Collected data entries:

━━━━━━━━━━━━━━━━━━━━━━━━━━━━━━

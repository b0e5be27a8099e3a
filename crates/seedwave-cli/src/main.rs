//! Seedwave CLI - Command-line interface for seeded preview clips
//!
//! Renders, inspects, and verifies the 15 second WAV clips produced by
//! `seedwave-audio`.

use clap::{Parser, Subcommand};
use std::process::ExitCode;

use seedwave_cli::{commands, logging};

/// Seedwave - Deterministic procedural music clips
#[derive(Parser)]
#[command(name = "seedwave")]
#[command(author, version, about, long_about = None)]
#[command(propagate_version = true)]
struct Cli {
    /// Enable debug logging on stderr (RUST_LOG overrides)
    #[arg(short, long, global = true)]
    verbose: bool,

    #[command(subcommand)]
    command: Commands,
}

#[derive(Subcommand)]
enum Commands {
    /// Render a clip to a WAV file
    Render {
        /// Clip seed, or base seed when --index is given
        #[arg(short, long, allow_negative_numbers = true)]
        seed: i32,

        /// Catalog item index; renders the derived item seed
        #[arg(short, long, allow_negative_numbers = true)]
        index: Option<i32>,

        /// Output WAV path
        #[arg(short, long, default_value = "clip.wav")]
        output: String,

        /// Output machine-readable JSON (no colored output)
        #[arg(long)]
        json: bool,
    },

    /// Print the composition for a seed as JSON without rendering
    Inspect {
        /// Clip seed, or base seed when --index is given
        #[arg(short, long, allow_negative_numbers = true)]
        seed: i32,

        /// Catalog item index
        #[arg(short, long, allow_negative_numbers = true)]
        index: Option<i32>,

        /// Pretty-print the JSON
        #[arg(long)]
        pretty: bool,
    },

    /// Render a range of catalog items in parallel
    Batch {
        /// Base seed
        #[arg(short, long, allow_negative_numbers = true)]
        seed: i32,

        /// First item index
        #[arg(long, default_value_t = 0, allow_negative_numbers = true)]
        start: i32,

        /// Number of items to render
        #[arg(short, long)]
        count: u32,

        /// Output directory
        #[arg(short, long)]
        out_dir: String,

        /// Worker threads (default: one per core)
        #[arg(short, long)]
        jobs: Option<usize>,

        /// Output machine-readable JSON (no colored output)
        #[arg(long)]
        json: bool,
    },

    /// Check a WAV file against the clip format
    Verify {
        /// Path to the WAV file
        #[arg(short, long)]
        input: String,

        /// Output machine-readable JSON (no colored output)
        #[arg(long)]
        json: bool,
    },

    /// Print the seed used for a catalog item
    DeriveSeed {
        /// Base seed
        #[arg(short, long, allow_negative_numbers = true)]
        seed: i32,

        /// Item index
        #[arg(short, long, allow_negative_numbers = true)]
        index: i32,
    },
}

fn main() -> ExitCode {
    let cli = Cli::parse();
    logging::init(cli.verbose);

    let result = match cli.command {
        Commands::Render {
            seed,
            index,
            output,
            json,
        } => commands::render::run(seed, index, &output, json),
        Commands::Inspect {
            seed,
            index,
            pretty,
        } => commands::inspect::run(seed, index, pretty),
        Commands::Batch {
            seed,
            start,
            count,
            out_dir,
            jobs,
            json,
        } => commands::batch::run(seed, start, count, &out_dir, jobs, json),
        Commands::Verify { input, json } => commands::verify::run(&input, json),
        Commands::DeriveSeed { seed, index } => commands::derive_seed::run(seed, index),
    };

    match result {
        Ok(code) => code,
        Err(e) => {
            eprintln!("{}: {:#}", colored::Colorize::red("error"), e);
            ExitCode::from(2)
        }
    }
}

#[cfg(test)]
mod tests {
    use super::*;

    #[test]
    fn test_cli_parses_render_with_index() {
        let cli = Cli::try_parse_from([
            "seedwave", "render", "--seed", "12345", "--index", "1", "-o", "out.wav",
        ])
        .unwrap();
        match cli.command {
            Commands::Render {
                seed,
                index,
                output,
                json,
            } => {
                assert_eq!(seed, 12345);
                assert_eq!(index, Some(1));
                assert_eq!(output, "out.wav");
                assert!(!json);
            }
            _ => panic!("expected render command"),
        }
    }

    #[test]
    fn test_cli_accepts_negative_seed() {
        let cli = Cli::try_parse_from(["seedwave", "inspect", "--seed", "-42"]).unwrap();
        match cli.command {
            Commands::Inspect { seed, index, .. } => {
                assert_eq!(seed, -42);
                assert_eq!(index, None);
            }
            _ => panic!("expected inspect command"),
        }
    }

    #[test]
    fn test_cli_parses_batch_defaults() {
        let cli = Cli::try_parse_from(["seedwave", "batch", "-s", "7", "-c", "4", "-o", "out"]).unwrap();
        match cli.command {
            Commands::Batch {
                seed,
                start,
                count,
                out_dir,
                jobs,
                json,
            } => {
                assert_eq!(seed, 7);
                assert_eq!(start, 0);
                assert_eq!(count, 4);
                assert_eq!(out_dir, "out");
                assert_eq!(jobs, None);
                assert!(!json);
            }
            _ => panic!("expected batch command"),
        }
    }

    #[test]
    fn test_cli_verbose_is_global() {
        let cli = Cli::try_parse_from(["seedwave", "verify", "-i", "clip.wav", "-v"]).unwrap();
        assert!(cli.verbose);
        assert!(matches!(cli.command, Commands::Verify { .. }));
    }

    #[test]
    fn test_cli_parses_derive_seed() {
        let cli =
            Cli::try_parse_from(["seedwave", "derive-seed", "--seed", "12345", "--index", "1"])
                .unwrap();
        match cli.command {
            Commands::DeriveSeed { seed, index } => {
                assert_eq!(seed, 12345);
                assert_eq!(index, 1);
            }
            _ => panic!("expected derive-seed command"),
        }
    }

    #[test]
    fn test_cli_requires_subcommand() {
        assert!(Cli::try_parse_from(["seedwave"]).is_err());
    }
}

━━━━━━━━━━━━━━━━━━━━━━━━━━━━━━

For every line in the data above that holds "clips", return the line itself.

Expected answer:
//! Seedwave CLI - Command-line interface for seeded preview clips
//! Renders, inspects, and verifies the 15 second WAV clips produced by
/// Seedwave - Deterministic procedural music clips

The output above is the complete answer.